In [1]:
import pandas as pd
import numpy as np
import my_modules

In [2]:
# サンプルデータの作成
# groups は 'id_for_fold' (レースID) に相当し、時系列順になっていると仮定
groups_sample = np.array([
    'race_20230101_R1', 'race_20230101_R1', 'race_20230101_R1', # レース1 (3頭)
    'race_20230101_R2', 'race_20230101_R2',                     # レース2 (2頭)
    'race_20230105_R1', 'race_20230105_R1', 'race_20230105_R1', # レース3 (3頭)
    'race_20230105_R2', 'race_20230105_R2',                     # レース4 (2頭)
    'race_20230108_R1', 'race_20230108_R1',                     # レース5 (2頭)
    'race_20230108_R2', 'race_20230108_R2', 'race_20230108_R2', # レース6 (3頭)
    'race_20230110_R1', 'race_20230110_R1',                     # レース7 (2頭)
    'race_20230110_R2', 'race_20230110_R2',                     # レース8 (2頭)
])

# X は特徴量データ。行数は groups_sample と同じであれば内容はダミーでOK
X_sample = np.arange(len(groups_sample) * 2).reshape(len(groups_sample), 2)
# y は目的変数。同様にダミーでOK
y_sample = np.arange(len(groups_sample))

# GroupTimeSeriesSplit のインスタンスを作成
n_total_unique_groups = len(pd.Series(groups_sample).unique())
print(f"Total unique groups (races): {n_total_unique_groups}\n")

# n_splits を調整して確認しやすくする
# 例: n_total_unique_groups = 8, n_splits = 3
# test_size = 8 // (3 + 1) = 2
# Fold 0: Train groups[:2], Test groups[2:4]
# Fold 1: Train groups[:4], Test groups[4:6]
# Fold 2: Train groups[:6], Test groups[6:]
custom_splitter = my_modules.GroupTimeSeriesSplit(n_splits=3)

# 分割を実行し、結果を表示
for i, (train_indices, test_indices) in enumerate(custom_splitter.split(X_sample, y_sample, groups=groups_sample)):
    print(f"--- Fold {i+1} ---")
    
    train_groups_in_fold = pd.Series(groups_sample[train_indices]).unique()
    test_groups_in_fold  = pd.Series(groups_sample[test_indices]).unique()
    
    print(f"  Train Indices: {train_indices}")
    print(f"  Train Groups : {sorted(list(train_groups_in_fold))}") # グループIDをソートして表示
    print(f"  Test Indices : {test_indices}")
    print(f"  Test Groups  : {sorted(list(test_groups_in_fold))}")  # グループIDをソートして表示
    print("-" * 20)

    # --- 確認ポイントのための追加チェック (プログラムによる補助) ---
    # 1. 訓練セットとテストセットでグループが重複していないか
    common_groups = set(train_groups_in_fold).intersection(set(test_groups_in_fold))
    if common_groups:
        print(f"  [NG] Fold {i+1}: Common groups found between train and test: {common_groups}")
    else:
        print(f"  [OK] Fold {i+1}: No common groups between train and test.")

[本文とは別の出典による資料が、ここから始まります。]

// Retrace - EVM Time-Travel Debugger
// Copyright (C) 2024 Zhuo Zhang and Wuqi Zhang
//
// This program is free software: you can redistribute it and/or modify
// it under the terms of the GNU Affero General Public License as published by
// the Free Software Foundation, either version 3 of the License, or
// (at your option) any later version.
//
// This program is distributed in the hope that it will be useful,
// but WITHOUT ANY WARRANTY; without even the implied warranty of
// MERCHANTABILITY or FITNESS FOR A PARTICULAR PURPOSE. See the
// GNU Affero General Public License for more details.
//
// You should have received a copy of the GNU Affero General Public License
// along with this program. If not, see <https://www.gnu.org/licenses/>.

//! Trace-building inspector
//!
//! Consumes revm's strictly nested hook stream and reifies it into the
//! immutable frame tree, maintaining an explicit stack of open frames
//! rather than recursing. Each `call`/`create` hook opens a frame, each
//! `step` appends a pre-execution observation to the innermost open
//! frame, and each `call_end`/`create_end` seals the frame's result and
//! attaches it to its parent.
//!
//! Post-execution state for a step comes from two places: `step_end`
//! records the measured gas cost and the stack/memory right after the
//! instruction, and for frame-spawning opcodes the *next* step event in
//! the same frame overwrites those observations, because the child's
//! result push and returndata copy land on the parent between the
//! spawning instruction's `step_end` and the parent's next step.

use std::collections::BTreeMap;

use alloy_primitives::{Address, Bytes, U256};
use retrace_common::{
    mnemonic_for,
    opcode::OpcodeExt,
    types::{
        ChildFrame, Frame, FrameExitReason, FrameResult, FrameType, MemorySnapshot, Step,
        StorageChange, ROOT_FRAME_ID,
    },
};
use revm::{
    context::ContextTr,
    context_interface::JournalTr,
    interpreter::{
        interpreter_types::{InputsTr, Jumps, MemoryTr},
        CallInputs, CallOutcome, CallScheme, CreateInputs, CreateOutcome, CreateScheme,
        InstructionResult, Interpreter,
    },
    Inspector,
};
use tracing::{debug, error};

const SSTORE: u8 = 0x55;
const TSTORE: u8 = 0x5d;

/// A frame that has been opened by `call`/`create` but not yet closed.
#[derive(Debug)]
struct OpenFrame {
    /// The frame under construction.
    frame: Frame,
    /// Index of the spawning step within the parent's `steps`.
    spawn_index: usize,
    /// Storage accumulated by SSTOREs in this frame (slot -> value).
    storage: BTreeMap<U256, U256>,
}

    # 2. テストセットの最初のグループが訓練セットの最後のグループより後か
    # (グループIDが時系列順にソート可能である文字列または数値であると仮定)
    if len(train_groups_in_fold) > 0 and len(test_groups_in_fold) > 0:
        last_train_group = sorted(list(train_groups_in_fold))[-1]
        first_test_group = sorted(list(test_groups_in_fold))[0]
        if first_test_group <= last_train_group: # 文字列比較で時系列性を判定
            print(f"  [NG] Fold {i+1}: Test groups do not strictly follow train groups. "
                  f"Last train: {last_train_group}, First test: {first_test_group}")
        else:
            print(f"  [OK] Fold {i+1}: Test groups strictly follow train groups.")
    elif len(test_groups_in_fold) == 0:
        print(f"  [Info] Fold {i+1}: Test set is empty (no test groups). This might be an issue if not the last fold or if unexpected.")
    elif len(train_groups_in_fold) == 0:
         print(f"  [Info] Fold {i+1}: Train set is empty (no train groups). This might be an issue.")
    print("\n")

Total unique groups (races): 8

--- Fold 1 ---
  Train Indices: [0 1 2 3 4]
  Train Groups : ['race_20230101_R1', 'race_20230101_R2']
  Test Indices : [5 6 7 8 9]
  Test Groups  : ['race_20230105_R1', 'race_20230105_R2']
--------------------
  [OK] Fold 1: No common groups between train and test.
  [OK] Fold 1: Test groups strictly follow train groups.


--- Fold 2 ---
  Train Indices: [0 1 2 3 4 5 6 7 8 9]
  Train Groups : ['race_20230101_R1', 'race_20230101_R2', 'race_20230105_R1', 'race_20230105_R2']
  Test Indices : [10 11 12 13 14]
  Test Groups  : ['race_20230108_R1', 'race_20230108_R2']
--------------------
  [OK] Fold 2: No common groups between train and test.
  [OK] Fold 2: Test groups strictly follow train groups.


--- Fold 3 ---
  Train Indices: [ 0  1  2  3  4  5  6  7  8  9 10 11 12 13 14]
  Train Groups : ['race_20230101_R1', 'race_20230101_R2', 'race_20230105_R1', 'race_20230105_R2', 'race_20230108_R1', 'race_20230108_R2']
  Test Indices : [15 16 17 18]
  Test Groups